Q: Ever since I moved out of my former home eight months ago, the owner has been stalling me about refunding my security deposit. My rent was fully paid and I left the house very clean and undamaged. My deposit was $1,500, and I need my money now.

I am really upset that my landlord has unlawfully kept my deposit for the past eight months, and I would like to teach him a lesson by requesting large punitive damages. However, I was told that I can get only $200 in punitive damages. Can I make my ex-landlord pay me larger punitive damages?

A: According to California Civil Code, Section 1950.5, a judge may award punitive damages of up to $200, plus a 2% monthly interest on the amount of the deposit, starting with the day you moved out. In your case, if the judge rules that you are entitled to the full refund of $1,500, and that the owner should also pay interest, you may get an additional $30 for each month until you receive your refund, as well as a maximum of $200 in punitive damages.

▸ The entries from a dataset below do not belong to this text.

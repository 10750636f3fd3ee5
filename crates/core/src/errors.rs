use thiserror::Error;

use crate::domain::reservation::ReservationStatus;

#[derive(Clone, Debug, Error, PartialEq, Eq)]
pub enum DomainError {
    #[error("invalid reservation status transition from {from:?} to {to:?}")]
    InvalidStatusTransition { from: ReservationStatus, to: ReservationStatus },
    #[error("domain invariant violation: {0}")]
    InvariantViolation(String),
}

The judge may not grant you punitive damages beyond those allowed by the Civil Code. As the law now stands, many people feel that the $200 maximum punitive damages and the 2% per month interest do not provide very much incentive for a former landlord to pay what he owes.

When the law was originally passed, the $200 cap on punitive damages was quite reasonable, but inflation has a way of eroding even penalties. If you think that the law should be changed to reflect our current economy, you may contact your legislator in Sacramento.

Landlord Must Give Deposit Information

Q: The building in which I live is for sale. I will be moving soon, and I’m worried about the return of my security deposit. What if the building is sold and I can’t get my deposit back because I don’t know the identity of the new owner? Must my landlord provide me with this information?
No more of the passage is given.